The school is named after Howard Dilworth Woodson (1877-1962). Woodson graduated from the university, which is now the University of Pittsburgh in 1899. He worked for the federal government as a civil/structural engineer for many years. He became a civic leader in the Far Northeast/Deanwood neighborhood. Woodson was instrumental in urbanizing that neighborhood by advocating more resources for education, redevelopment, and utility services for the area. During that time, the District of Columbia did not have elective government. Woodson testified frequently before the (federal) congressional committees for D.C. oversight.[3] Woodson was also a supervising architect for the Universal Development and Loan Company, Inc.
Woodson advocated for a high school to be built in the Deanwood area in response to parents’ demands for children to be able to attend school in their own area. Since the Deanwood area had no neighborhood high school, students had to travel to Eastern, Spingarn and/or Anacostia high schools.
Described as the first high-rise high school in the country consisting of a seven-floor tower sitting atop a plaza and a ground floor with a greenhouse on the rooftop (technically a tenth floor), and elevators and escalators that took students and faculty up and down the tower, the new school which opened in 1972 at 55th and Eads streets NE. was named Howard Dilworth Woodson Senior High School.

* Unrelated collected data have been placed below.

use serde::{Deserialize, Serialize};

use crate::ids::{NodeId, TensorId};

/// Operation class of a node, as far as scheduling cares.
#[derive(Debug, Clone, Copy, PartialEq, Eq, Hash, Default, Serialize, Deserialize)]
#[serde(rename_all = "snake_case")]
pub enum NodeKind {
    #[default]
    Compute,
    /// View-only operation (reshape, slice, concat into a shared buffer...).
    Logical,
    Dma,
    Memset,
    /// Evicts a value to DRAM.
    DramSpill,
    /// Materializes a value from DRAM.
    DramFill,
    /// Debug node checking its input for NaN/Inf values.
    NanInfProbe,
}

/// Engine a node was assigned to. An input annotation, never decided here.
#[derive(Debug, Clone, Copy, PartialEq, Eq, Hash, Default, Serialize, Deserialize)]
#[serde(rename_all = "snake_case")]
pub enum Engine {
    Mme,
    Tpc,
    Dma,
    #[default]
    None,
}

#[derive(Debug, Clone, Copy, PartialEq, Eq, Hash, Default, Serialize, Deserialize)]
#[serde(rename_all = "snake_case")]
pub enum BundleType {
    #[default]
    Undefined,
    Mme,
    Tpc,
    ComplexGuid,
    /// Bundle executing on the scalar pipe; deprioritized against other work.
    ScalarPipe,
}

impl std::fmt::Display for BundleType {
    fn fmt(&self, f: &mut std::fmt::Formatter<'_>) -> std::fmt::Result {
        match self {
            BundleType::Undefined => write!(f, "Undefined"),
            BundleType::Mme => write!(f, "Mme"),
            BundleType::Tpc => write!(f, "Tpc"),
            BundleType::ComplexGuid => write!(f, "ComplexGuid"),
            BundleType::ScalarPipe => write!(f, "ScalarPipe"),
        }
    }
}

/// Membership of a node in a fused region.
#[derive(Debug, Clone, Copy, PartialEq, Eq, Hash, Serialize, Deserialize)]
pub struct BundleInfo {
    pub bundle_index: u32,
    #[serde(default)]
    pub operation_index: u32,
    #[serde(default)]
    pub engine: Engine,
    #[serde(default)]
    pub bundle_type: BundleType,
}

impl BundleInfo {
    pub fn new(bundle_index: u32, bundle_type: BundleType) -> Self {
        Self {
            bundle_index,
            operation_index: 0,
            engine: Engine::None,
            bundle_type,
        }
    }

    pub fn with_operation_index(mut self, operation_index: u32) -> Self {
        self.operation_index = operation_index;
        self
    }

    pub fn with_engine(mut self, engine: Engine) -> Self {
        self.engine = engine;
        self
    }

    pub fn is_scalar_pipe(&self) -> bool {
        self.bundle_type == BundleType::ScalarPipe
    }
}

/// Per-node annotations written by earlier compiler passes.
#[derive(Debug, Clone, Default, PartialEq, Serialize, Deserialize)]
pub struct NodeAnnotation {
    #[serde(default)]
    pub bundle_info: Option<BundleInfo>,
    /// Extra nodes that must complete before this one without a tensor between them.
    #[serde(default)]
    pub barriers: Vec<NodeId>,
    /// Hard-set range/slice index. Any such node disables the memory-oriented scheduler.
    #[serde(default)]
    pub range_index: Option<u32>,
    #[serde(default)]
    pub flash_attention: bool,
}

#[derive(Debug, Clone, PartialEq, Serialize)]
pub struct Node {
    pub id: NodeId,
    pub name: String,
    /// Grouping id of the originating high level op.
    pub parent_id: u64,
    pub kind: NodeKind,
    pub engine: Engine,
    pub debug: bool,
    pub inputs: Vec<TensorId>,
    pub outputs: Vec<TensorId>,
    pub control_inputs: Vec<TensorId>,
    pub control_outputs: Vec<TensorId>,
    pub annotation: NodeAnnotation,
}

impl Node {
    pub fn is_logical(&self) -> bool {
        self.kind == NodeKind::Logical
    }

    pub fn is_debug(&self) -> bool {
        self.debug || self.kind == NodeKind::NanInfProbe
    }

    /// Logical nodes that are not debug nodes get special treatment in path metrics.
    pub fn is_logical_non_debug(&self) -> bool {
        self.is_logical() && !self.is_debug()
    }

    pub fn is_dma(&self) -> bool {
        self.engine == Engine::Dma
            || matches!(
                self.kind,
                NodeKind::Dma | NodeKind::Memset | NodeKind::DramSpill | NodeKind::DramFill
            )
    }

    pub fn is_memset(&self) -> bool {
        self.kind == NodeKind::Memset
    }

    pub fn is_dram_spill(&self) -> bool {
        self.kind == NodeKind::DramSpill
    }

    pub fn is_dram_fill(&self) -> bool {
        self.kind == NodeKind::DramFill
    }

    pub fn is_nan_inf_probe(&self) -> bool {
        self.kind == NodeKind::NanInfProbe
    }

    pub fn runs_on_mme(&self) -> bool {
        self.engine == Engine::Mme
    }

    pub fn runs_on_tpc(&self) -> bool {
        self.engine == Engine::Tpc
    }

    pub fn bundle_info(&self) -> Option<&BundleInfo> {
        self.annotation.bundle_info.as_ref()
    }

    pub fn bundle_index(&self) -> Option<u32> {
        self.annotation.bundle_info.map(|b| b.bundle_index)
    }

    /// Data and control inputs.
    pub fn all_inputs(&self) -> impl Iterator<Item = TensorId> + '_ {
        self.inputs.iter().chain(self.control_inputs.iter()).copied()
    }

    /// Data and control outputs.
    pub fn all_outputs(&self) -> impl Iterator<Item = TensorId> + '_ {
        self.outputs.iter().chain(self.control_outputs.iter()).copied()
    }
}

/// Description of a node to be added to a graph. The graph assigns the id.
#[derive(Debug, Clone, Default)]
pub struct NodeBuilder {
    pub name: String,
    pub parent_id: Option<u64>,
    pub kind: NodeKind,
    pub engine: Engine,
    pub debug: bool,
    pub annotation: NodeAnnotation,
}

impl NodeBuilder {
    pub fn new(name: impl Into<String>) -> Self {
        Self {
            name: name.into(),
            ..Default::default()
        }
    }

    pub fn kind(mut self, kind: NodeKind) -> Self {
        self.kind = kind;
        self
    }

    pub fn engine(mut self, engine: Engine) -> Self {
        self.engine = engine;
        self
    }

    pub fn parent(mut self, parent_id: u64) -> Self {
        self.parent_id = Some(parent_id);
        self
    }

    pub fn debug(mut self, debug: bool) -> Self {
        self.debug = debug;
        self
    }

    pub fn bundle(mut self, info: BundleInfo) -> Self {
        self.annotation.bundle_info = Some(info);
        self
    }

    pub fn barriers(mut self, barriers: Vec<NodeId>) -> Self {
        self.annotation.barriers = barriers;
        self
    }

    pub fn range_index(mut self, index: u32) -> Self {
        self.annotation.range_index = Some(index);
        self
    }

    pub fn flash_attention(mut self) -> Self {
        self.annotation.flash_attention = true;
        self
    }

    /// Materialize the node record. Parent id defaults to the node's own id.
    pub fn build(self, id: NodeId) -> Node {
        Node {
            id,
            name: self.name,
            parent_id: self.parent_id.unwrap_or(id.0),
            kind: self.kind,
            engine: self.engine,
            debug: self.debug,
            inputs: Vec::new(),
            outputs: Vec::new(),
            control_inputs: Vec::new(),
            control_outputs: Vec::new(),
            annotation: self.annotation,
        }
    }
}

#[cfg(test)]
mod tests {
    use super::*;

    #[test]
    fn classification_predicates() {
        let spill = NodeBuilder::new("spill").kind(NodeKind::DramSpill).build(NodeId(0));
        assert!(spill.is_dma());
        assert!(spill.is_dram_spill());
        assert!(!spill.is_logical());

        let probe = NodeBuilder::new("probe").kind(NodeKind::NanInfProbe).build(NodeId(1));
        assert!(probe.is_debug());

        let reshape = NodeBuilder::new("reshape").kind(NodeKind::Logical).build(NodeId(2));
        assert!(reshape.is_logical_non_debug());
        let dbg = NodeBuilder::new("dbg").kind(NodeKind::Logical).debug(true).build(NodeId(3));
        assert!(!dbg.is_logical_non_debug());
    }

    #[test]
    fn parent_defaults_to_own_id() {
        let n = NodeBuilder::new("a").build(NodeId(7));
        assert_eq!(n.parent_id, 7);
        let m = NodeBuilder::new("b").parent(3).build(NodeId(8));
        assert_eq!(m.parent_id, 3);
    }

    #[test]
    fn scalar_pipe_bundle() {
        assert!(BundleInfo::new(1, BundleType::ScalarPipe).is_scalar_pipe());
        assert!(!BundleInfo::new(1, BundleType::Tpc).is_scalar_pipe());
    }
}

Initially, the size and shape for Woodson ran into obstacles with the planning boards, but H.D. Woodson’s son, Granville Woodson, who was the chief of the DCPS buildings department at the time, made convincing arguments that the size and shape of the new school was exactly the point. It was his desire to make the school the focus of the community by making the building look as significant as possible.
When Woodson finally opened, it was praised as being a state-of-the-art campus that had a new look, new equipment, and specially recruited new teachers. As the years went by, due to building deterioration and lack of funds, it was demolished in 2009 and replaced by a new three story state-of-the-art building in 2011.